In the analysis, the proportion of hospitalized persons among seroprevalent was 5.5% and 10.1%. The increase in the proportion of hospitalized persons in the 2nd round of 83.6%, in our opinion, is due to the ability of the healthcare system of the Kyrgyz Republic to hospitalize all patients in need. In the Republic from May 2020 to April 2021, more than 3500 beds were additionally created for hospitalization of patients diagnosed with COVID-19.
Study limitations
When sampling into age categories, children under 18 years of age were not separately divided were included in the 10-19 years age group.

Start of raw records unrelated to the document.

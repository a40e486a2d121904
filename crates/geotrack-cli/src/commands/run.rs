//! Run command implementation

use crate::cli::RunArgs;
use crate::commands::Globals;
use crate::config_loader;
use crate::errors;
use crate::output::OutputWriter;
use crate::output_types::RunOutput;
use crate::storage;
use anyhow::{Context, Result};
use geotrack_core::config::CliConfigOverrides;
use geotrack_engine::{
    build_notifier, build_uploader, open_source, AlertManager, Tracker, TrackerConfig, TrackingLoop,
};
use geotrack_store::LocationStore;
use std::time::Duration;

pub async fn execute(args: RunArgs, globals: &Globals, output: &OutputWriter) -> Result<()> {
    let overrides = CliConfigOverrides {
        subject_id: args.subject,
        poll_interval_secs: args.interval,
        database: globals.database.clone(),
        source_kind: args.source.map(Into::into),
    };
    let config = config_loader::load_or_create_config(&globals.config_path, overrides)?;
    let settings = config.settings();

    let store = storage::open_store(&settings).await?;

    let source = open_source(&settings.source, &settings.geofence)
        .await
        .map_err(|e| {
            if e.is_transient() {
                errors::source_unavailable(&e.to_string())
            } else {
                errors::invalid_config(&e.to_string(), &globals.config_path)
            }
        })?;
    let source_name = source.describe();

    let notifier = build_notifier(&settings.notification, &settings.subject_id)
        .context("Failed to set up notifications")?;

    let alerts = AlertManager::new(store.clone(), notifier, &settings.notification);
    let mut tracking_loop =
        TrackingLoop::new(TrackerConfig::from_settings(&settings), source, store.clone(), alerts);
    if let Some(uploader) = build_uploader(&settings.upload, &settings.subject_id)
        .context("Failed to set up fix upload")?
    {
        output.info(format!("Uploading fixes to {}", uploader.describe()));
        tracking_loop = tracking_loop.with_uploader(uploader);
    }
    let mut tracker = Tracker::new(tracking_loop);

    tracker.start()?;
    output.info(format!(
        "Tracking {} from {} every {}s",
        settings.subject_id,
        source_name,
        settings.poll_interval.as_secs()
    ));

    match args.duration {
        Some(secs) => {
            tokio::select! {
                _ = tokio::time::sleep(Duration::from_secs(secs)) => {}
                signal = tokio::signal::ctrl_c() => signal.context("Failed to listen for Ctrl-C")?,
            }
        }
        None => {
            output.info("Press Ctrl-C to stop");
            tokio::signal::ctrl_c().await.context("Failed to listen for Ctrl-C")?;
        }
    }

    output.info("Stopping tracker");
    tracker.stop().await?;

    let (cycles, consecutive_failures) = tracker
        .tracking_loop()
        .map(|l| (l.session().cycles, l.session().consecutive_failures))
        .unwrap_or_default();
    let statistics = store.statistics().await?;
    store.close().await;

    if output.is_json() {
        return output.result(RunOutput {
            subject_id: settings.subject_id,
            source: source_name,
            cycles,
            consecutive_failures,
            statistics,
        });
    }

    output.success(format!("Tracking stopped after {} cycle(s)", cycles));
    output.kv("Fixes stored", statistics.total_fixes);
    output.kv("Open alerts", statistics.open_alerts);
    if consecutive_failures > 0 {
        output.kv("Polls without a fix at exit", consecutive_failures);
    }
    Ok(())
}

The obtained seroprevalence rates in the settlements where seroepidemiological studies were conducted cannot be applied to the general population of the Republic, as well as to the regions as a whole. When developing the study protocol, it was planned to apply the results obtained to estimate the prevalence of coronavirus infection in the general population. When settlements in the regions were selected for this study, the incidence rates in these settlements did not exceed the statistical average for the Republic and the regions. But morbidity rates in all settlements, where the seroepidemiological study was conducted in April 2021 was higher than the average Republican and average regional rates, so we believe that the obtained data on seroprevalence to SARS-CoV-2 virus is slightly higher than in the whole country and in separate regions.
Conclusions
The epidemiological situation on coronavirus infection was characterized by rapid spread throughout the Kyrgyz Republic with periodic ups and downs similar to the global situation. During 2020-2021, three waves of COVID-19 pandemic were noted. With the increasing prevalence of coronavirus infection, seroprevalence to SARS-CoV-2 increased in parallel, from July 2020 to February 2021 increased by 2.3-fold, from 30.8% to 71.2%. By February 2021, 28.8% of the population remained susceptible to coronavirus infection. The presence of symptoms in seropositive individuals in the second round decreased by 21.5% compared to the first round of the study, which is in line with the trends in disease severity indicators. Among children aged 0-9 years, only -23.8% had symptoms of coronavirus infection, while 60.3% of adults older than 65 years had symptoms, which is 2.5 times higher than in children. The presence of symptoms of coronavirus infection among seropositive individuals in the second round was 13.7% lower than in the first round of the study and amounted to 50.3% versus 64.0%. Due to increased awareness of the population on prevention of coronavirus infection in the second round of the study, the percentage of seeking medical care increased by 3.6% compared to the first round (25.4% vs. 21.8%). Also, with the increasing possibility of hospitalization in the healthcare system of Kyrgyz Republic, the proportion of hospitalized patients increased by 4.6% (10.1% vs. 5.5%).
Ethics: Informed consent was obtained from patients before all procedures and study protocol was approved by institutional Ethics Committee
Peer-review: External and internal
Conflicts of interest: None to declare
Authorship: Zh.N.N., Z.Sh.N., T.E.K., K.K.R. equally contributed to study and manuscript preparation.